The big US telecoms are trying every trick in the book to kill net neutrality, and that includes some very specific tactics. AT&T, CenturyLink and multiple industry groups havesent filings to the FCC asking it to block specific procedures, not the neutrality rules themselves. They want to stop the Commission from both reclassifying the internet as a utility and implementing a standard that prevents providers from "unreasonably interfering" with your internet access. Purportedly, these moves would require "crushing" costs and might chill investments in network upgrades -- arguments we've definitely heard before.
The FCC is likely to toss out these requests, but they should lead to a call to freeze the net neutrality rules (which kick in June 12th) until legal battles are over. Also, they might give a peek at the strategy the telcos will use when they're in trial. The carriers have launched broader legal attacks on net neutrality in the past, claiming that it violates numerous laws and even the Constitution, but this is more targeted. They're trying to undermine the rules based on the supposed burdens involved with the implementation, not the core principles that earned so much public support.
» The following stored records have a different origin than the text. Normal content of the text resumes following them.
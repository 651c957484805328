//! Analysis requestor
//!
//! Builds the prompt for a configuration, performs at most one service call
//! and always answers with an `AnalysisResult`. Every failure turns into a
//! fallback result and a log line, never an error.

use std::time::Instant;

use tracing::{debug, error, info, warn};
use uuid::Uuid;

use super::client::{ApiKey, GeminiClient, GenerativeClient};
use super::prompt::GenerationRequest;
use super::result::AnalysisResult;
use crate::room::RoomConfiguration;
use crate::settings::AnalysisSettings;

/// How an analysis call ended
#[derive(Debug, Clone, Copy, PartialEq, Eq)]
pub enum AnalysisOutcome {
    /// The service answered with a valid result
    Completed,
    /// No credential, nothing was sent
    MissingCredential,
    /// The call or the response parsing failed
    ServiceFailed,
    /// The service answered without any text
    EmptyResponse,
}

impl AnalysisOutcome {
    pub fn is_fallback(&self) -> bool {
        !matches!(self, AnalysisOutcome::Completed)
    }
}

pub struct AnalysisRequestor<C: GenerativeClient = GeminiClient> {
    credential: Option<ApiKey>,
    client: C,
}

impl AnalysisRequestor<GeminiClient> {
    /// Requestor backed by Gemini, configured from settings
    pub fn from_settings(settings: &AnalysisSettings) -> Self {
        Self::new(settings.api_key(), GeminiClient::from_settings(settings))
    }
}

impl<C: GenerativeClient> AnalysisRequestor<C> {
    pub fn new(credential: Option<ApiKey>, client: C) -> Self {
        Self { credential, client }
    }

    pub fn has_credential(&self) -> bool {
        self.credential.is_some()
    }

    pub fn client(&self) -> &C {
        &self.client
    }

    /// Analyse a configuration. Never fails.
    pub fn analyze(&self, config: &RoomConfiguration) -> AnalysisResult {
        self.analyze_with_outcome(config).0
    }

    /// Like `analyze`, also reporting which path was taken
    pub fn analyze_with_outcome(&self, config: &RoomConfiguration) -> (AnalysisResult, AnalysisOutcome) {
        let Some(key) = &self.credential else {
            error!("API key not configured, returning fallback analysis");
            return (AnalysisResult::fallback(), AnalysisOutcome::MissingCredential);
        };

        let request_id = Uuid::new_v4();
        let request = GenerationRequest::for_configuration(config);
        let start = Instant::now();

        info!(%request_id, model = self.client.model(), "requesting acoustic analysis");
        debug!(%request_id, prompt = %request.prompt, "analysis prompt");

        let text = match self.client.generate(key, &request) {
            Ok(text) => text,
            Err(e) => {
                warn!(%request_id, code = e.error_code(), "analysis service error: {}", e);
                return (AnalysisResult::service_unavailable(), AnalysisOutcome::ServiceFailed);
            }
        };

        let elapsed_ms = start.elapsed().as_millis() as u64;

        let text = match text {
            Some(text) if !text.trim().is_empty() => text,
            _ => {
                warn!(%request_id, elapsed_ms, "analysis service returned no text");
                return (AnalysisResult::fallback(), AnalysisOutcome::EmptyResponse);
            }
        };

        match AnalysisResult::from_json(&text) {
            Ok(result) => {
                info!(%request_id, elapsed_ms, stc = result.stc, "analysis completed");
                (result, AnalysisOutcome::Completed)
            }
            Err(e) => {
                warn!(%request_id, elapsed_ms, "malformed analysis response: {}", e);
                (AnalysisResult::service_unavailable(), AnalysisOutcome::ServiceFailed)
            }
        }
    }
}

#[cfg(test)]
mod tests {
    use super::*;
    use crate::analysis::result::SERVICE_UNAVAILABLE_MESSAGE;
    use crate::error::{QuietRoomError, Result};
    use std::cell::Cell;

    struct FixedClient {
        reply: fn() -> Result<Option<String>>,
        calls: Cell<usize>,
    }

    impl FixedClient {
        fn new(reply: fn() -> Result<Option<String>>) -> Self {
            Self {
                reply,
                calls: Cell::new(0),
            }
        }
    }

    impl GenerativeClient for FixedClient {
        fn model(&self) -> &str {
            "fixed"
        }

        fn generate(&self, _key: &ApiKey, _request: &GenerationRequest) -> Result<Option<String>> {
            self.calls.set(self.calls.get() + 1);
            (self.reply)()
        }
    }

    fn key() -> Option<ApiKey> {
        ApiKey::new("test-key")
    }

    #[test]
    fn test_missing_credential_skips_call() {
        let requestor = AnalysisRequestor::new(None, FixedClient::new(|| Ok(None)));
        let (result, outcome) = requestor.analyze_with_outcome(&RoomConfiguration::default());

        assert_eq!(outcome, AnalysisOutcome::MissingCredential);
        assert_eq!(result, AnalysisResult::fallback());
        assert_eq!(requestor.client().calls.get(), 0);
    }

    #[test]
    fn test_service_error_uses_unavailable_message() {
        let requestor = AnalysisRequestor::new(
            key(),
            FixedClient::new(|| Err(QuietRoomError::ServiceStatus { status: 503 })),
        );
        let (result, outcome) = requestor.analyze_with_outcome(&RoomConfiguration::default());

        assert_eq!(outcome, AnalysisOutcome::ServiceFailed);
        assert_eq!(result.analysis, SERVICE_UNAVAILABLE_MESSAGE);
        assert_eq!(requestor.client().calls.get(), 1);
    }

    #[test]
    fn test_blank_text_is_empty_response() {
        let requestor = AnalysisRequestor::new(key(), FixedClient::new(|| Ok(Some("  ".into()))));
        let (result, outcome) = requestor.analyze_with_outcome(&RoomConfiguration::default());

        assert_eq!(outcome, AnalysisOutcome::EmptyResponse);
        assert_eq!(result, AnalysisResult::fallback());
    }

    #[test]
    fn test_outcome_fallback_flag() {
        assert!(!AnalysisOutcome::Completed.is_fallback());
        assert!(AnalysisOutcome::EmptyResponse.is_fallback());
    }
}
Whether or not this approach works isn't clear, and may depend on which court hears the telecoms' cases. The FCC wants them to go to a federal appeals court in Washington, DC that maintained the agency's power to regulate internet access even after rejecting earlier rules. The FCC no doubt wants a judiciary that enshrines its authority at the very moment that companies are trying to undermine it -- another court might not be so sympathetic.